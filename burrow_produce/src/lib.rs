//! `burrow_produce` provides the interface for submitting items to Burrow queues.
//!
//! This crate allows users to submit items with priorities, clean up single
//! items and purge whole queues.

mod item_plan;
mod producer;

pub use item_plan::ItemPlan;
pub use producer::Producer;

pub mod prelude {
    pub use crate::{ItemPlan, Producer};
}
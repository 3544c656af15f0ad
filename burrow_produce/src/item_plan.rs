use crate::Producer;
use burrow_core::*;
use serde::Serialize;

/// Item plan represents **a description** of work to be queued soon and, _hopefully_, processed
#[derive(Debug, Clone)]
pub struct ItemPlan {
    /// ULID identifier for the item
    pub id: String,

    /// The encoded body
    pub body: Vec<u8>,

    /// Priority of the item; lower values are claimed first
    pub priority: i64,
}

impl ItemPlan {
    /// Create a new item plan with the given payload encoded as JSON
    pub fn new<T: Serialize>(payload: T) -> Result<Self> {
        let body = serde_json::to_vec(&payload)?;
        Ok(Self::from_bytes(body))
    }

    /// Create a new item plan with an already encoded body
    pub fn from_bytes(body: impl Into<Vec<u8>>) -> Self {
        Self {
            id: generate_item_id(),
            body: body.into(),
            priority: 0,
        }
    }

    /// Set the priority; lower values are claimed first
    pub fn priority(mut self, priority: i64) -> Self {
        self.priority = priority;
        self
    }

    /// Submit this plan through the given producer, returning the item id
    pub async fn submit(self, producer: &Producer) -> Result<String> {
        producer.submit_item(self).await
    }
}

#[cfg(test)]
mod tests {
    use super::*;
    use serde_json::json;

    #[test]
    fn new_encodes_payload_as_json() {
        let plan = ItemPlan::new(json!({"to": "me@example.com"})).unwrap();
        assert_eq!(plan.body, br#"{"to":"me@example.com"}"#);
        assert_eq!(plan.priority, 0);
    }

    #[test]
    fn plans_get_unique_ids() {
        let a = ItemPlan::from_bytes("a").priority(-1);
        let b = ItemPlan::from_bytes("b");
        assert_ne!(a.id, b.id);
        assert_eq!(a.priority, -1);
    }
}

*WORK INSTRUCTION*: All of the entries above must be quoted exactly.

*RESPONSE TO THIS TASK*:
filename burrow_produce/src/lib.rs
//! `burrow_produce` provides the interface for submitting items to Burrow queues.
//!
//! This crate allows users to submit items with priorities, clean up single
//! items and purge whole queues.

mod item_plan;
mod producer;

pub use item_plan::ItemPlan;
pub use producer::Producer;

pub mod prelude {
    pub use crate::{ItemPlan, Producer};
}
repository 3544c656af15f0ad
filename burrow_produce/src/item_plan.rs
use crate::Producer;
use burrow_core::*;
use serde::Serialize;

/// Item plan represents **a description** of work to be queued soon and, _hopefully_, processed
#[derive(Debug, Clone)]
pub struct ItemPlan {
    /// ULID identifier for the item
    pub id: String,

    /// The encoded body
    pub body: Vec<u8>,

    /// Priority of the item; lower values are claimed first
    pub priority: i64,
}

impl ItemPlan {
    /// Create a new item plan with the given payload encoded as JSON
    pub fn new<T: Serialize>(payload: T) -> Result<Self> {
        let body = serde_json::to_vec(&payload)?;
        Ok(Self::from_bytes(body))
    }

    /// Create a new item plan with an already encoded body
    pub fn from_bytes(body: impl Into<Vec<u8>>) -> Self {
        Self {
            id: generate_item_id(),
            body: body.into(),
            priority: 0,
        }
    }

    /// Set the priority; lower values are claimed first
    pub fn priority(mut self, priority: i64) -> Self {
        self.priority = priority;
        self
    }

    /// Submit this plan through the given producer, returning the item id
    pub async fn submit(self, producer: &Producer) -> Result<String> {
        producer.submit_item(self).await
    }
}

#[cfg(test)]
mod tests {
    use super::*;
    use serde_json::json;

    #[test]
    fn new_encodes_payload_as_json() {
        let plan = ItemPlan::new(json!({"to": "me@example.com"})).unwrap();
        assert_eq!(plan.body, br#"{"to":"me@example.com"}"#);
        assert_eq!(plan.priority, 0);
    }

    #[test]
    fn plans_get_unique_ids() {
        let a = ItemPlan::from_bytes("a").priority(-1);
        let b = ItemPlan::from_bytes("b");
        assert_ne!(a.id, b.id);
        assert_eq!(a.priority, -1);
    }
}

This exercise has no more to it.